Fighters who leave the UFC and return are ordinarily subjected to a four-month waiting period during which they are tested for PEDs. However, before his fight with Mark Hunt at UFC 200, former UFC heavyweight champion Brock Lesnar was controversially grandfathered in, because he left the UFC before the advent of USADA.
Mark Hunt warned loudly that Lesnar was taking performance enhancing drugs, and then Lesnar failed a doping test. However, the results came back after the fight which Lesnar took a Unanimous Decision in. Hunt was justifiably enraged.
Lesnar tested positive for the estrogen blockers clomiphene and hydroxy-clomiphene. They are not notably performance-enhancing on their own, but would typically be taken at the end of a cycle to restore normal functioning.

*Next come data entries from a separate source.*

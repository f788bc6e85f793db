//! Tests for the transaction display and JSON view.

#[cfg(test)]
mod tests {
    use crate::identity::IsinCache;
    use crate::transactions::*;
    use chrono::NaiveDate;
    use rust_decimal_macros::dec;
    use serde_json::json;

    fn entry(id: u64, product: &str, isin: Option<&str>, quantity: i64) -> LedgerEntry {
        LedgerEntry {
            id,
            account: "p".to_string(),
            date: NaiveDate::from_ymd_opt(2021, 1, 4).unwrap(),
            shown_total: "    -52.50".to_string(),
            product: product.to_string(),
            direction: Direction::from_quantity(quantity),
            quantity,
            value: dec!(5.25) * rust_decimal::Decimal::from(quantity),
            isin: isin.map(str::to_string),
            tax: Tax {
                shown: NO_TAX.to_string(),
                amount: dec!(0),
                currency: "EUR".to_string(),
            },
            source_row: 2,
        }
    }

    #[test]
    fn test_from_entry_registers_in_cache() {
        let mut cache = IsinCache::new();
        let tx = Transaction::from_entry(&entry(1001, "GALP", Some("PTGAL0AM0009"), -10), &mut cache);

        assert_eq!(tx.name(), "GALP");
        assert_eq!(tx.isin(), "PTGAL0AM0009");
        assert_eq!(tx.total, dec!(-52.50));
        assert_eq!(cache.isin_for("GALP"), Some("PTGAL0AM0009"));
    }

    #[test]
    fn test_from_entry_fills_isin_from_cache() {
        let mut cache = IsinCache::new();
        Transaction::from_entry(&entry(1001, "GALP", Some("PTGAL0AM0009"), 10), &mut cache);
        let tx = Transaction::from_entry(&entry(1002, "GALP", None, -10), &mut cache);

        assert_eq!(tx.isin(), "PTGAL0AM0009");
        assert!(cache.conflicts().is_empty());
    }

    #[test]
    fn test_from_entry_skips_invalid_isin() {
        let mut cache = IsinCache::new();
        let tx = Transaction::from_entry(&entry(1001, "GALP", Some("PTGAL0AM0008"), 10), &mut cache);

        assert_eq!(tx.isin(), "");
        assert_eq!(cache.isin_for("GALP"), None);
        assert_eq!(cache.name_for("PTGAL0AM0008"), None);
        assert_eq!(cache.observations()[0].isin, "");
    }

    #[test]
    fn test_invalid_isin_falls_back_to_cached() {
        let mut cache = IsinCache::new();
        Transaction::from_entry(&entry(1001, "GALP", Some("PTGAL0AM0009"), 10), &mut cache);
        let tx = Transaction::from_entry(&entry(1002, "GALP", Some("PTGAL0AM009"), -10), &mut cache);

        assert_eq!(tx.isin(), "PTGAL0AM0009");
        assert!(cache.conflicts().is_empty());
    }

    #[test]
    fn test_total_is_ledger_value() {
        let mut cache = IsinCache::new();
        let mut source = entry(1001, "GALP", None, -10);
        source.value = dec!(-52.5);
        let tx = Transaction::from_entry(&source, &mut cache);
        assert_eq!(tx.total, source.value);
    }

    #[test]
    fn test_stock_name_uses_shorthand() {
        let mut cache = IsinCache::new();
        let tx = Transaction::from_entry(
            &entry(1001, "KON.PHILIPS N.V.", Some("NL0000009538"), 2),
            &mut cache,
        );
        assert_eq!(tx.stock_name(), "PHILIPS");
        assert_eq!(tx.name(), "KON.PHILIPS N.V.");
    }

    #[test]
    fn test_display_line() {
        let mut cache = IsinCache::new();
        let tx = Transaction::from_entry(&entry(1001, "GALP", None, -10), &mut cache);
        assert_eq!(
            tx.to_string(),
            "1001   2021-01-04 sell GALP____________     -10x     -52.50"
        );
    }

    #[test]
    fn test_stock_string() {
        assert_eq!(stock_string("EDP"), "EDP_____________");
        assert_eq!(stock_string("JERONIMO MARTINS"), "JERONIMO MARTI_.");
        assert_eq!(stock_string("ABCDEFGHIJKLMN"), "ABCDEFGHIJKLMN__");
    }

    #[test]
    fn test_json_elem() {
        let mut cache = IsinCache::new();
        let tx = Transaction::from_entry(&entry(1001, "GALP", None, -10), &mut cache);

        let value = serde_json::to_value(tx.json_elem()).unwrap();
        assert_eq!(
            value,
            json!({
                "Id": 1001,
                "StockName": "GALP",
                "Op": "sell",
                "Date": "2021-01-04",
                "Quant": -10.0,
                "Total": -52.5,
            })
        );
    }

    #[test]
    fn test_to_json_sorted_and_indented() {
        let mut cache = IsinCache::new();
        let tx = Transaction::from_entry(&entry(1001, "GALP", None, 4), &mut cache);

        let out = to_json(&[tx]).unwrap();
        let expected = "[\n  {\n    \"Date\": \"2021-01-04\",\n    \"Id\": 1001,\n    \"Op\": \"buy\",\n    \"Quant\": 4.0,\n    \"StockName\": \"GALP\",\n    \"Total\": 21.0\n  }\n]\n";
        assert_eq!(out, expected);
    }
}
//! Display and JSON view of ledger entries.

use std::fmt;

use chrono::NaiveDate;
use log::warn;
use netstocked_market_data::isin;
use rust_decimal::prelude::ToPrimitive;
use rust_decimal::Decimal;
use serde::Serialize;

use super::transactions_model::{Direction, LedgerEntry};
use crate::identity::{shorthand, IsinCache};
use crate::utils::{iso_date, money_string};
use crate::Result;

/// Width of the stock name column in text listings
const NAME_WIDTH: usize = 16;

/// Names longer than this are truncated
const NAME_MAX: usize = 14;

/// A ledger entry with its stock name reconciled against the ISIN cache.
#[derive(Debug, Clone, PartialEq, Eq)]
pub struct Transaction {
    pub id: u64,
    pub date: NaiveDate,
    pub direction: Direction,
    pub quantity: i64,
    /// Signed value rounded to cents, negative for sales
    pub total: Decimal,
    name: String,
    isin: String,
}

/// JSON element of a transaction.
///
/// Field order is alphabetical so the rendered object has sorted keys.
#[derive(Debug, Clone, PartialEq, Serialize)]
pub struct TransactionJson {
    #[serde(rename = "Date")]
    pub date: String,
    #[serde(rename = "Id")]
    pub id: u64,
    #[serde(rename = "Op")]
    pub op: Direction,
    #[serde(rename = "Quant")]
    pub quant: f64,
    #[serde(rename = "StockName")]
    pub stock_name: String,
    #[serde(rename = "Total")]
    pub total: f64,
}

impl Transaction {
    /// Builds the view of `entry`, registering its name/ISIN pair.
    ///
    /// An ISIN with a wrong check digit or length never reaches the cache;
    /// the name is then looked up as if the ISIN were blank. When the cache
    /// already knows the name under another ISIN, the cached ISIN is kept.
    pub fn from_entry(entry: &LedgerEntry, cache: &mut IsinCache) -> Self {
        let isin = match entry.isin.as_deref() {
            Some(code) if isin::is_valid(code) => code,
            Some(code) => {
                warn!(
                    "{}: ISIN '{}' of '{}' is not valid",
                    entry.line_marker(),
                    code,
                    entry.product
                );
                ""
            }
            None => "",
        };
        let (name, isin) = cache.update(&entry.product, isin);
        Self {
            id: entry.id,
            date: entry.date,
            direction: entry.direction,
            quantity: entry.quantity,
            total: entry.value,
            name,
            isin,
        }
    }

    /// Product name as reconciled by the cache.
    pub fn name(&self) -> &str {
        &self.name
    }

    pub fn isin(&self) -> &str {
        &self.isin
    }

    /// Well-known short name when there is one, else the product name.
    pub fn stock_name(&self) -> &str {
        match shorthand(&self.isin) {
            "" => &self.name,
            short => short,
        }
    }

    pub fn json_elem(&self) -> TransactionJson {
        TransactionJson {
            date: iso_date(self.date),
            id: self.id,
            op: self.direction,
            quant: self.quantity as f64,
            stock_name: self.stock_name().to_string(),
            total: self.total.to_f64().unwrap_or_default(),
        }
    }
}

impl fmt::Display for Transaction {
    fn fmt(&self, f: &mut fmt::Formatter<'_>) -> fmt::Result {
        write!(
            f,
            "{:<6} {} {:<4} {} {:7}x {}",
            self.id,
            iso_date(self.date),
            self.direction,
            stock_string(&self.name),
            self.quantity,
            money_string(self.total)
        )
    }
}

/// Fixed-width name column: padded with `_`, long names cut and ended with `.`.
pub fn stock_string(name: &str) -> String {
    let chars: Vec<char> = name.chars().collect();
    if chars.len() > NAME_MAX {
        let mut shown: String = chars[..NAME_MAX].iter().collect();
        shown.push_str("_.");
        return shown;
    }
    format!("{:_<width$}", name, width = NAME_WIDTH)
}

/// Renders transactions as pretty JSON with sorted keys and a trailing
/// newline.
pub fn to_json(transactions: &[Transaction]) -> Result<String> {
    let elems: Vec<TransactionJson> = transactions.iter().map(Transaction::json_elem).collect();
    let mut out = serde_json::to_string_pretty(&elems)?;
    out.push('\n');
    Ok(out)
}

USADA categorizes clomiphene and its metabolites as specified substances due to the greater likelihood of a credible non-doping explanation for a test failure. Thus Lesnar was in all likelihood looking at a one-year suspension, rather than the standard two-year suspension for a first-time PED test failure.
A former sparring partner suggested that it could have been caused by the asthma inhaler Advair. Lesnar’s team later looked at foot cream and an eye medication as sources of the failure. Lesnar vowed to get to the bottom of it all.
In December the Nevada State Athletic Commission voted unanimously to suspend Lesnar for a year retroactive to the date of the fight with Hunt, overturn his win to a No Contest, and fine him $250,000 (10% of his disclosed $2,500,000 purse). USADA concurrently suspended Lesnar for a year as well.
The fighter was eligible to return on July 15, 2017.
However, although he has made no public announcement, Lesnar has informed the UFC that he is retired from mixed martial arts. His name has been removed from the official UFC roster. Fighters are subject to continued anti-doping testing while under suspension. Lesnar has now withdrawn from that, so his suspension is suspended. This means should he ever return, he will be subject to five months of testing before he can fight, which makes the prospect of a return dim.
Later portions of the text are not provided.